Task brief:
From the listing below, return each line that includes "MatrixEntry".

Records to use:
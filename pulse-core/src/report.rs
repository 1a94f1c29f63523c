//! Reporting and output generation
//!
//! Global invariants enforced:
//! - Deterministic output ordering
//! - Every rendered number comes from `compute_health_at` / `build_risk_matrix`;
//!   renderers never re-derive a score

use crate::adoption::AdoptionSummary;
use crate::health::HealthMetrics;
use crate::matrix::{build_risk_matrix, ImpactBand, ProbabilityBand, RiskMatrix};
use crate::snapshot::Program;
use serde::Serialize;

/// Health and risk picture for one program
#[derive(Debug, Clone, PartialEq, Serialize)]
#[serde(rename_all = "camelCase")]
pub struct ProgramReport {
    pub program_id: String,
    pub program_name: String,
    pub health: HealthMetrics,
    pub risk_matrix: RiskMatrix,
    #[serde(skip_serializing_if = "Option::is_none")]
    pub adoption: Option<AdoptionSummary>,
}

/// Sort reports deterministically
pub fn sort_reports(mut reports: Vec<ProgramReport>) -> Vec<ProgramReport> {
    reports.sort_by(|a, b| {
        // 1. Score ascending (worst first)
        a.health
            .score
            .cmp(&b.health.score)
            // 2. Program id ascending
            .then_with(|| a.program_id.cmp(&b.program_id))
            // 3. Name ascending
            .then_with(|| a.program_name.cmp(&b.program_name))
    });
    reports
}

/// Render reports as a text table
pub fn render_text(reports: &[ProgramReport]) -> String {
    let mut output = String::new();

    output.push_str(&format!(
        "{:<6} {:<10} {:<5} {:<8} {:<8} {:<8} {}\n",
        "SCORE", "STATUS", "CRIT", "OVERDUE", "BLOCKED", "MISSING", "PROGRAM"
    ));

    for report in reports {
        let b = &report.health.breakdown;
        output.push_str(&format!(
            "{:<6} {:<10} {:<5} {:<8} {:<8} {:<8} {}\n",
            report.health.score,
            report.health.status.label(),
            b.critical_risks,
            b.overdue_milestones,
            b.blocked_dependencies,
            b.missing_components,
            truncate_or_pad(&report.program_name, 40).trim_end(),
        ));
    }

    output
}

/// Render reports as JSON output
pub fn render_json(reports: &[ProgramReport]) -> String {
    serde_json::to_string_pretty(reports).unwrap_or_else(|_| "[]".to_string())
}

/// One entry of `render_matrix_json` output
#[derive(Debug, Serialize)]
#[serde(rename_all = "camelCase")]
struct MatrixEntry<'a> {
    program_id: &'a str,
    program_name: &'a str,
    risk_matrix: RiskMatrix,
}

/// Render risk matrices as a JSON array, one entry per program in input order.
///
/// Programs are never keyed by id, so duplicate or missing ids keep their own entry.
pub fn render_matrix_json(programs: &[&Program]) -> String {
    let entries: Vec<MatrixEntry<'_>> = programs
        .iter()
        .map(|program| MatrixEntry {
            program_id: &program.id,
            program_name: program.display_name(),
            risk_matrix: build_risk_matrix(&program.risks),
        })
        .collect();
    serde_json::to_string_pretty(&entries).unwrap_or_else(|_| "[]".to_string())
}

/// Render a heatmap grid, highest probability first
pub fn render_matrix_text(matrix: &RiskMatrix) -> String {
    let mut output = String::new();

    output.push_str(&format!("{:<18}", "PROBABILITY\\IMPACT"));
    for impact in ImpactBand::ALL {
        output.push_str(&format!(" {:<14}", impact.as_str()));
    }
    output.push('\n');

    for probability in ProbabilityBand::ALL.iter().rev() {
        output.push_str(&format!("{:<18}", probability.as_str()));
        for impact in ImpactBand::ALL {
            let cell = format!(
                "{} ({})",
                matrix.count(*probability, impact),
                matrix.tint(*probability, impact).as_str()
            );
            output.push_str(&format!(" {:<14}", cell));
        }
        output.push('\n');
    }

    output.push_str(&format!("total: {}\n", matrix.total()));
    output
}

/// Plain-language summary of one program, for generated status reports
pub fn render_summary(report: &ProgramReport) -> String {
    let health = &report.health;
    let b = &health.breakdown;

    let mut issues = Vec::new();
    if b.critical_risks > 0 {
        issues.push(plural(b.critical_risks, "high or critical risk", "high or critical risks"));
    }
    if b.overdue_milestones > 0 {
        issues.push(plural(b.overdue_milestones, "overdue milestone", "overdue milestones"));
    }
    if b.blocked_dependencies > 0 {
        issues.push(plural(b.blocked_dependencies, "blocked dependency", "blocked dependencies"));
    }
    if b.missing_components > 0 {
        issues.push(plural(
            b.missing_components as usize,
            "missing component",
            "missing components",
        ));
    }

    let mut text = format!(
        "{} is {} with a health score of {}/100.",
        report.program_name,
        health.status.label(),
        health.score
    );

    if issues.is_empty() {
        text.push_str(" No open issues are reducing the score.");
    } else {
        text.push_str(&format!(" Contributing issues: {}.", join_list(&issues)));
    }

    let total = report.risk_matrix.total();
    if let Some((probability, impact, count)) = report.risk_matrix.hottest_cell() {
        text.push_str(&format!(
            " {} tracked; the largest cluster is {} probability / {} impact ({}).",
            plural(total, "risk is", "risks are"),
            probability.as_str(),
            impact.as_str(),
            count
        ));
    }

    if let Some(adoption) = &report.adoption {
        text.push_str(&format!(
            " {} of {} adopters are ready or completed",
            adoption.ready + adoption.completed,
            adoption.total
        ));
        match adoption.average_readiness {
            Some(avg) => text.push_str(&format!(", average readiness {}%.", avg)),
            None => text.push('.'),
        }
    }

    text
}

fn plural(count: usize, singular: &str, plural: &str) -> String {
    if count == 1 {
        format!("{} {}", count, singular)
    } else {
        format!("{} {}", count, plural)
    }
}

fn join_list(items: &[String]) -> String {
    match items {
        [] => String::new(),
        [only] => only.clone(),
        [init @ .., last] => format!("{} and {}", init.join(", "), last),
    }
}

/// Truncate or pad string to fixed width
fn truncate_or_pad(s: &str, width: usize) -> String {
    if s.chars().count() > width {
        let kept: String = s.chars().take(width.saturating_sub(3)).collect();
        format!("{}...", kept)
    } else {
        format!("{:<width$}", s, width = width)
    }
}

Result of the task:
struct MatrixEntry<'a> {
    let entries: Vec<MatrixEntry<'_>> = programs
        .map(|program| MatrixEntry {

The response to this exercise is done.